Work to be completed »
What is wanted is an exact copy of the lines from the top of the listing through the line containing "gives the host a".

Content starts

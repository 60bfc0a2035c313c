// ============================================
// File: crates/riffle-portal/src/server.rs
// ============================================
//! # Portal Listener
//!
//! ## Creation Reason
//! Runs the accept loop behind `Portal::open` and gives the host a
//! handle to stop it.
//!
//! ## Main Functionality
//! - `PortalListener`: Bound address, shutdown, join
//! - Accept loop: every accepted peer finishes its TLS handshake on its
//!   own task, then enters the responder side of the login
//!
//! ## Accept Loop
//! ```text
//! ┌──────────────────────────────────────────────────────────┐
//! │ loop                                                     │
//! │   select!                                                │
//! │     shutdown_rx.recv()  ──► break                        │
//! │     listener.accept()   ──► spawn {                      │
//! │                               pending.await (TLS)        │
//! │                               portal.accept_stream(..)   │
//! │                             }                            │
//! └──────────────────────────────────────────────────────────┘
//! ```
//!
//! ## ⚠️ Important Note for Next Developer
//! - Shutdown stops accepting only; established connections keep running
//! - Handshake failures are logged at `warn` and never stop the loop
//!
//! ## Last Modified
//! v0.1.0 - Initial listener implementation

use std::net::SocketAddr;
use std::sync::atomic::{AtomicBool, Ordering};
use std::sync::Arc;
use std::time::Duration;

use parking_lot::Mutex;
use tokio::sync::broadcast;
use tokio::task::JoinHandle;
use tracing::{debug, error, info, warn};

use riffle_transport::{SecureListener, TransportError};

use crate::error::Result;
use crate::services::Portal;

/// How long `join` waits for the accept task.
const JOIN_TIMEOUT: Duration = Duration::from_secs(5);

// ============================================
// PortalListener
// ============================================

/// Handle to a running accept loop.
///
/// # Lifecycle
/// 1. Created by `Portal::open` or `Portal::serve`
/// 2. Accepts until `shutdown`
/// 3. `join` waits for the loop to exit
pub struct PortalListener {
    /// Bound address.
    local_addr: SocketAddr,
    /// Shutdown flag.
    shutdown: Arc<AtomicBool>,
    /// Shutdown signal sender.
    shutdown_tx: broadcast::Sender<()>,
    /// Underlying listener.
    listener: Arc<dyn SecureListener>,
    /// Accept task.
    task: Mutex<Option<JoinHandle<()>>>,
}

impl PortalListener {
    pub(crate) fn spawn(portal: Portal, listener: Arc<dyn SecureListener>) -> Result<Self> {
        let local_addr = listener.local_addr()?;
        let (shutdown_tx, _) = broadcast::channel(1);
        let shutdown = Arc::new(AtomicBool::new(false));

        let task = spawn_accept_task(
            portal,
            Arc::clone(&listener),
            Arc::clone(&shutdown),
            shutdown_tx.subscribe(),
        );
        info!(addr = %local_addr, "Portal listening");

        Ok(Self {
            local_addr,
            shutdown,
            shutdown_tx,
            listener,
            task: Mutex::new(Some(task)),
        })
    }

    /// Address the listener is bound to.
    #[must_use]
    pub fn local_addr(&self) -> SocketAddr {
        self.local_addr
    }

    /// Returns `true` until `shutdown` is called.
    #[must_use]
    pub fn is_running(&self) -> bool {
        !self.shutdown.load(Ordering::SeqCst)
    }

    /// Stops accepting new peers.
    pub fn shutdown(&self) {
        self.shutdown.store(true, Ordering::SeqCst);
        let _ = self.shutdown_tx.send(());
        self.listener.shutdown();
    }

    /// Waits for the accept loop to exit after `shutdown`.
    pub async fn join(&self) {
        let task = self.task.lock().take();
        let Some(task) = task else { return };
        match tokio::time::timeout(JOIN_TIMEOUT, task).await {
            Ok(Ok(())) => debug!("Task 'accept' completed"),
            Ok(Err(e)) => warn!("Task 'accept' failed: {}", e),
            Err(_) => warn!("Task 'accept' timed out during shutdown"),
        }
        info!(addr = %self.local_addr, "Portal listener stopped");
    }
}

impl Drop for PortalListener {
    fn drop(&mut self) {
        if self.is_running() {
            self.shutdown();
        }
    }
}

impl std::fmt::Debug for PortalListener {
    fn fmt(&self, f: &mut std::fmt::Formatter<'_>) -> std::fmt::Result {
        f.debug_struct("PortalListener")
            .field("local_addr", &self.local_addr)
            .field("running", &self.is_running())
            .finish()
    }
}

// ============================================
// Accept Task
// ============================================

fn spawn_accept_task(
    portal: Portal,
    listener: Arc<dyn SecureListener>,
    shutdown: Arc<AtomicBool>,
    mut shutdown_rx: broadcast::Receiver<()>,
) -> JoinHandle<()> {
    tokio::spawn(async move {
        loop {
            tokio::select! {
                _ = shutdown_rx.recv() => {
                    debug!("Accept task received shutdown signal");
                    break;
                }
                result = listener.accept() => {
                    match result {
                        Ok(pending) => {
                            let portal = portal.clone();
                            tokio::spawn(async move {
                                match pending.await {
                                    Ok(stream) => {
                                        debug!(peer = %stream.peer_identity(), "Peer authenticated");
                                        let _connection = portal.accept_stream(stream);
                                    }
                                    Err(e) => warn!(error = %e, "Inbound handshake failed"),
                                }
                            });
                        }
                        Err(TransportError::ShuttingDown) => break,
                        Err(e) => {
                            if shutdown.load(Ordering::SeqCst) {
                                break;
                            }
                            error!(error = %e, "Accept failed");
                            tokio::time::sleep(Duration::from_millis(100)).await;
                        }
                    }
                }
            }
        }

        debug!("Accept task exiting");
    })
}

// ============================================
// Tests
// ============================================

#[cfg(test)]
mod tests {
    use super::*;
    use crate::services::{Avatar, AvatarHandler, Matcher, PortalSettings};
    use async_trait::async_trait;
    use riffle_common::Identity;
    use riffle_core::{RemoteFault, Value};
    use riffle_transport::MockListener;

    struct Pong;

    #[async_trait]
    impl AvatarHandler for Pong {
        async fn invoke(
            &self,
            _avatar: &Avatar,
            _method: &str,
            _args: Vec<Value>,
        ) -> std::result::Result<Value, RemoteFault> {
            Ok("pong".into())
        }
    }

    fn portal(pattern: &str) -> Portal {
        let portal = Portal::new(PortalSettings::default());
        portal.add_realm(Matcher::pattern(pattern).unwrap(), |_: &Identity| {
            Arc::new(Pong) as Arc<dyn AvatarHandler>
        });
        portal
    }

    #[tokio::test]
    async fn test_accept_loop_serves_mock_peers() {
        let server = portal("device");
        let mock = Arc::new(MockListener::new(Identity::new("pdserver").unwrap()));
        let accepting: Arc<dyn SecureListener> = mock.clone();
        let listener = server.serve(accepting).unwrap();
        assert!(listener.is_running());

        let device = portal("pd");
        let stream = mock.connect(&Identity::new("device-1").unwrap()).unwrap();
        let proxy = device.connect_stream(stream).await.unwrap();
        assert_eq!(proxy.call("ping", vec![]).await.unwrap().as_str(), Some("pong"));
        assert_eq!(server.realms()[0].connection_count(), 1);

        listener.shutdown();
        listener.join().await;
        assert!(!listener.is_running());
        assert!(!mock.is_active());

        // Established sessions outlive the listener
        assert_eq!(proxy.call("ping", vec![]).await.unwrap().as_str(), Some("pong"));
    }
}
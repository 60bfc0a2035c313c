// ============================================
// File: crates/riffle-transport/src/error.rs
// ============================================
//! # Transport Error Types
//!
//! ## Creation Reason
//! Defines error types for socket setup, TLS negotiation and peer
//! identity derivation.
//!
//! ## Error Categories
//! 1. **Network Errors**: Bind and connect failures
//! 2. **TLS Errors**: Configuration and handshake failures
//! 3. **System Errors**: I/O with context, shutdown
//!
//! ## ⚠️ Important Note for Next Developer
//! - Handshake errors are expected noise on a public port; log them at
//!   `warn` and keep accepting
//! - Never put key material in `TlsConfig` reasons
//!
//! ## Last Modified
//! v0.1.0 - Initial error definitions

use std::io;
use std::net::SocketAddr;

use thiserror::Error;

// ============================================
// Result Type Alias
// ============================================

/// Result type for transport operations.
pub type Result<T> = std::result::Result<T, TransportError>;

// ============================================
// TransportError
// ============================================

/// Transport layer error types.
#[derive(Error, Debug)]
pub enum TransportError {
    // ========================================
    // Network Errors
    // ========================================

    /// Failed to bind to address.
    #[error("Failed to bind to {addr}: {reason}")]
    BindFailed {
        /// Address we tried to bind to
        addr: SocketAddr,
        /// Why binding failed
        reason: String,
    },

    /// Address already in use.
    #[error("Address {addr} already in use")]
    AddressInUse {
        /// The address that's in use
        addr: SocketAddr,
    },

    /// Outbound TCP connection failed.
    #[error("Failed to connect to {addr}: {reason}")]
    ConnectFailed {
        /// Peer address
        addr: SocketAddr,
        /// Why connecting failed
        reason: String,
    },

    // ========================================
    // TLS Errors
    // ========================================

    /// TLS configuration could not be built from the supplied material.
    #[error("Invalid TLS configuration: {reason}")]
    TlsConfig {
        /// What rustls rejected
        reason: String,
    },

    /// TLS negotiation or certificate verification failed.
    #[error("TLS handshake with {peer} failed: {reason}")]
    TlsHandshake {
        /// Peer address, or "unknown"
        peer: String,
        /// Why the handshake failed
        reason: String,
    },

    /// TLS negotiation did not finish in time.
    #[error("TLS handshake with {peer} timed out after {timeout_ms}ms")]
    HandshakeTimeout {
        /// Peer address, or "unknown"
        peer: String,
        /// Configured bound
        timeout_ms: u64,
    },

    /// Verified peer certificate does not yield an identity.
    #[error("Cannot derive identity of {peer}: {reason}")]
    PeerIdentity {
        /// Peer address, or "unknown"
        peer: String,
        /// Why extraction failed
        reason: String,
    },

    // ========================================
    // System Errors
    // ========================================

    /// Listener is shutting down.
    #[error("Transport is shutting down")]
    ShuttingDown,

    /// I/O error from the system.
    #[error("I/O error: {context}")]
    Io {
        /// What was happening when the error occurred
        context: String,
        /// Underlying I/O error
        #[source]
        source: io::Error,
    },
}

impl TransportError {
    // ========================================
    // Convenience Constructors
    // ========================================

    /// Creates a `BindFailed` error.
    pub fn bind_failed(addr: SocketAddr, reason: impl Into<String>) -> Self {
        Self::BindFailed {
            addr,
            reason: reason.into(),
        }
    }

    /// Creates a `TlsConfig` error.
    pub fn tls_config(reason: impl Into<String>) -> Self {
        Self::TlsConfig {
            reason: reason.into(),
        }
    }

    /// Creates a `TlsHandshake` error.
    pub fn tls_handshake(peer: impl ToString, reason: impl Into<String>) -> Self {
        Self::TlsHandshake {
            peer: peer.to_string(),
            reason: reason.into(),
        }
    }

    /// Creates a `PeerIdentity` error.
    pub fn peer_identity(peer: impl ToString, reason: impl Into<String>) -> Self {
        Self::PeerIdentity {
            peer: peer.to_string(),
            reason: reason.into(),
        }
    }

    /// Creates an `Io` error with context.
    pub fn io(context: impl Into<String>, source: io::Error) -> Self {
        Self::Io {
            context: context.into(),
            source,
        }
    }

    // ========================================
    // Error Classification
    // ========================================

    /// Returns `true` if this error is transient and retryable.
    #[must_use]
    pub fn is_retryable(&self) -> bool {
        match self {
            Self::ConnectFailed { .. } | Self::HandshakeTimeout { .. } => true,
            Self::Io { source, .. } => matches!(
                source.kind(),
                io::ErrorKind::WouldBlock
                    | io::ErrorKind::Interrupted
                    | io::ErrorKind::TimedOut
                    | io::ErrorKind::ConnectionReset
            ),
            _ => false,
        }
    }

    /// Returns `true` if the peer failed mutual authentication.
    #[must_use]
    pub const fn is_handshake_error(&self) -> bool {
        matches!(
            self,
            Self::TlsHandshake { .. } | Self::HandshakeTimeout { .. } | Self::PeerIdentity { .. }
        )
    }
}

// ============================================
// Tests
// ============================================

Content ends

Answer to the problem »
repository 60bfc0a2035c313c
// ============================================
// File: crates/riffle-portal/src/server.rs
// ============================================
//! # Portal Listener
//!
//! ## Creation Reason
//! Runs the accept loop behind `Portal::open` and gives the host a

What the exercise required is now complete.